TOMHAWK. A fine specimen of chipped tool or weapon was found on the floor of a room in Group I. It is very finely chipped over its whole surface and the edges and points are sharply and carefully retouched. It was made of black flint.

DIGGING TOOLS OR PICKS. Two somewhat similarly shaped tools were found which lack the careful finish and fine workmanship of the tomahawk just described. One was made of greenstone, the other of diabase.

Chipped tools at Tuzigoot were numerous and the workmanship was generally of a high standard. Some of the large knife blades and spearpoints show a good mastery of a chipping technique that produces a type of ripple-flaking comparable with Palaeolithic European Solutrean work. It is significant that the standard of chipped stone work was so high at Tuzigoot. It seems to mark the inhabitants of the pueblo off from the people of the northern Pueblo region, where chipping technique was generally of a very low order.

The material of overwhelmingly great importance in use for chipped tools was black obsidian. Other materials were only of very minor importance. Two large caches of obsidian flakes and small nodules of obsidian, indicating occurrence in a ledge from two to three inches in thickness, were found in another room. The largest nodule weighed one pound, three ounces. Similar nodules of yellow jasper and grey chert, of known local occurrence, were found, but neither material was in anything like the extensive general use for chipped tools that obsidian was.

PECKED AND GROUND STONE POOLS

METATES. All metates were of the troughed type. Scoriaceous basalt and fine grained red sandstone were in use as materials. All of the basalt metates were troughed with both ends open. Most of the sandstone metates were of similar form, but about one-third had only one end open.

A little less than half as many sandstone metates were in use as basalt metates. The former were rarely worked as deeply as the latter. Frequently a sandstone and a basalt, metate were found together in a room, but just as frequently there were two or more basalt metates and none of sandstone, There was no consistent association of sandstone metates with sandstone manos.

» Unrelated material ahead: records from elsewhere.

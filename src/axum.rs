//! WebSocket boundary for [`axum`].
//!
//! `axum` upgrades connections through a [`WebSocketUpgrade`] extractor
//! rather than a listener loop, so the relay plugs in as a handler plus a
//! [`State`]: [`RelayState`] carries the hub, the connection constants, and
//! the root task set, and [`relay_websocket`] performs the upgrade, assigns
//! the identity, and hands the split socket to the connection manager.

use std::{fmt, sync::Arc};

use axum::{
    extract::{
        ws::{Message, WebSocket, WebSocketUpgrade},
        State,
    },
    response::Response,
};
use bytes::Bytes;
use futures_util::{
    stream::{SplitSink, SplitStream},
    SinkExt, StreamExt,
};
use rand::Rng;
use tracing::info;

use crate::{
    config::RelayConfig,
    hub::{Hub, Identity},
    pump::{Frame, FrameSink, FrameStream},
    relay::ConnectionManager,
};

pub(crate) type SendHalf = SplitSink<WebSocket, Message>;
pub(crate) type RecvHalf = SplitStream<WebSocket>;

/// Shared state for the [`relay_websocket`] handler.
///
/// Create one per server from a [`Hub`] implementation and the connection
/// constants, register it with [`axum::Router::with_state`], and keep a clone
/// for [`Self::shutdown`].
///
/// # Example
///
/// ```no_run
/// use ws_relay::{hub::InMemoryHub, relay_websocket, RelayConfig, RelayState};
///
/// # async fn _main() {
/// let state = RelayState::new(InMemoryHub::new(), RelayConfig::default());
///
/// let app: axum::Router = axum::Router::new()
///     .route("/ws", axum::routing::any(relay_websocket))
///     .with_state(state);
/// # }
/// ```
#[derive(Clone)]
pub struct RelayState {
    inner: Arc<ConnectionManager>,
}

impl fmt::Debug for RelayState {
    fn fmt(&self, f: &mut fmt::Formatter<'_>) -> fmt::Result {
        f.debug_struct("RelayState")
            .field("cfg", &self.inner.cfg)
            .finish_non_exhaustive()
    }
}

impl RelayState {
    /// Create a new [`RelayState`] over the given hub.
    pub fn new<H: Hub>(hub: H, cfg: RelayConfig) -> Self {
        Self::with_hub(Arc::new(hub), cfg)
    }

    /// Create a new [`RelayState`] over an already-shared hub.
    pub fn with_hub(hub: Arc<dyn Hub>, cfg: RelayConfig) -> Self {
        Self {
            inner: Arc::new(ConnectionManager::new(hub, cfg)),
        }
    }

    /// The connection constants this state hands to new connections.
    pub fn config(&self) -> &RelayConfig {
        &self.inner.cfg
    }

    /// Tear down all connection tasks and wait for them to finish.
    pub async fn shutdown(&self) {
        self.inner.root_tasks.shutdown().await;
    }
}

/// Axum handler relaying WebSocket connections through the hub.
///
/// Assigns the connection its ephemeral identity, applies the configured
/// frame size limit, and launches the pump and router tasks. The handler
/// returns as soon as the upgrade completes; the connection lives on the
/// state's task set.
pub async fn relay_websocket(ws: WebSocketUpgrade, State(state): State<RelayState>) -> Response {
    let identity = next_identity();
    ws.max_message_size(state.inner.cfg.max_frame_bytes)
        .on_upgrade(move |socket| {
            info!(%identity, "new connection");
            let (sink, stream) = socket.split();
            state.inner.handle_new_connection(identity, sink, stream);
            async {}
        })
}

/// Random numeric identity, unique enough for a point in time. Not
/// cryptographic; identities are ephemeral routing keys, nothing more.
fn next_identity() -> Identity {
    rand::rng().random_range(0..100_000u32).to_string()
}

impl FrameSink for SendHalf {
    type Error = axum::Error;

    async fn send_text(&mut self, text: String) -> Result<(), Self::Error> {
        self.send(Message::Text(text.into())).await
    }

    async fn send_ping(&mut self) -> Result<(), Self::Error> {
        self.send(Message::Ping(Bytes::new())).await
    }

    async fn send_close(&mut self) -> Result<(), Self::Error> {
        self.send(Message::Close(None)).await
    }
}

impl FrameStream for RecvHalf {
    type Error = axum::Error;

    async fn next_frame(&mut self) -> Option<Result<Frame, Self::Error>> {
        self.next().await.map(|result| result.map(Frame::from))
    }
}

impl From<Message> for Frame {
    fn from(message: Message) -> Self {
        match message {
            Message::Text(text) => Frame::Text(text.as_str().to_owned()),
            Message::Binary(_) => Frame::Binary,
            Message::Ping(_) => Frame::Ping,
            Message::Pong(_) => Frame::Pong,
            Message::Close(frame) => Frame::Close(frame.map(|f| f.code)),
        }
    }
}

There was nothing to indicate the use of any special sort of props for the metates. Some were found embedded in the floors so that they rested at an angle of about twenty degrees with the floor. None were found resting on stones or other solid props. Several metates were troughed in such a way that they needed no end sup port to incline the trough at an angle to the floor, the bottom of the trough not being parallel with the base of the metate.

Six basalt and one sandstone metates were found which had originally served as ordinary troughed metates, with open ends. But they were subsequently modified into shallow mortars, by making circular depressions in the bottoms of the troughs. They are similar to one figured by Bartlett (1933), There was nothing to indicate that they represented any transitional form. They were found in some of the later rooms.

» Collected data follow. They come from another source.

use axum::{
    response::Html,
    routing::{any, get},
};
use tracing::{info, warn};
use tracing_subscriber::EnvFilter;
use ws_relay::{hub::InMemoryHub, relay_websocket, RelayState, ServerConfig};

#[tokio::main]
async fn main() -> eyre::Result<()> {
    let cfg = ServerConfig::from_env()?;

    tracing_subscriber::fmt()
        .with_env_filter(EnvFilter::try_new(&cfg.log_filter)?)
        .init();
    info!(version = env!("CARGO_PKG_VERSION"), "starting ws-relay");

    let state = RelayState::new(InMemoryHub::new(), cfg.ws);

    let app = axum::Router::new()
        .route("/", get(index))
        .route("/healthz", get(healthz))
        .route("/ws", any(relay_websocket))
        .with_state(state.clone());

    let listener = tokio::net::TcpListener::bind(&cfg.listen_addr).await?;
    info!(addr = %listener.local_addr()?, "listening");

    axum::serve(listener, app)
        .with_graceful_shutdown(shutdown_signal())
        .await?;

    info!("draining connection tasks");
    if tokio::time::timeout(std::time::Duration::from_secs(5), state.shutdown())
        .await
        .is_err()
    {
        warn!("timed out waiting for connection tasks");
    }

    Ok(())
}

async fn index() -> Html<&'static str> {
    Html(include_str!("../web/index.html"))
}

async fn healthz() -> &'static str {
    "ok"
}

/// Resolves on SIGINT or SIGTERM.
async fn shutdown_signal() {
    #[cfg(unix)]
    {
        use tokio::signal::unix::{signal, SignalKind};
        let mut term = signal(SignalKind::terminate()).expect("failed to install SIGTERM handler");
        tokio::select! {
            _ = tokio::signal::ctrl_c() => {}
            _ = term.recv() => {}
        }
    }
    #[cfg(not(unix))]
    {
        let _ = tokio::signal::ctrl_c().await;
    }
    info!("shutdown signal received");
}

One basalt metate was found with the suggestion of a handle, consisting merely of a roughly formed rectangular projection on only one side.

MANOS. The great majority of manos were rectangular or roughly oval, with a single grinding surface and plano-convex in cross section. The upper surfaces in most cases had been pecked to shape. The materials in use were scoriaceous basalt and red sandstone. There were somewhat more basalt than sandstone manos. Average dimensions for manos was about 7x3-1/2x1-1/2 inches.

There was a small proportion of manos which varied from the above general type. In both basalt and sandstone materials there was a specially heavy type of mano, designed perhaps for two-handed coarse grinding. The average basalt mano of this type measured about 9 inches by 4 inches by 3 inches thick. The heaviest found weighed 14 pounds, 11 ounces. The heavy type sandstone manos averaged somewhat thinner and lighter. Sixteen of the heavy type basalt manos were found and thirteen of the heavy type sandstone.

Another variation in mano types, occurring in both sandstone and basalt, consisted of those with depressions packed on the sides for the accommodation of the fingers. Such depressions were common on the heavy type manos, but were not confined to them. The heaviest malapai mano with finger holds weighed 12 pounds, 9 ounces and the heaviest sandstone mano weighed 6-1/2 pounds. Eight inches was about average length. In thickness they varied from 4 inches to 1 inch. The finger grips consisted of grooves running the full length of the sides of the mano on both sides, or of grooves about 2 inches long in the center of the sides of the mano. They were rarely more than a quarter of an inch deep and were usually less than an inch wide.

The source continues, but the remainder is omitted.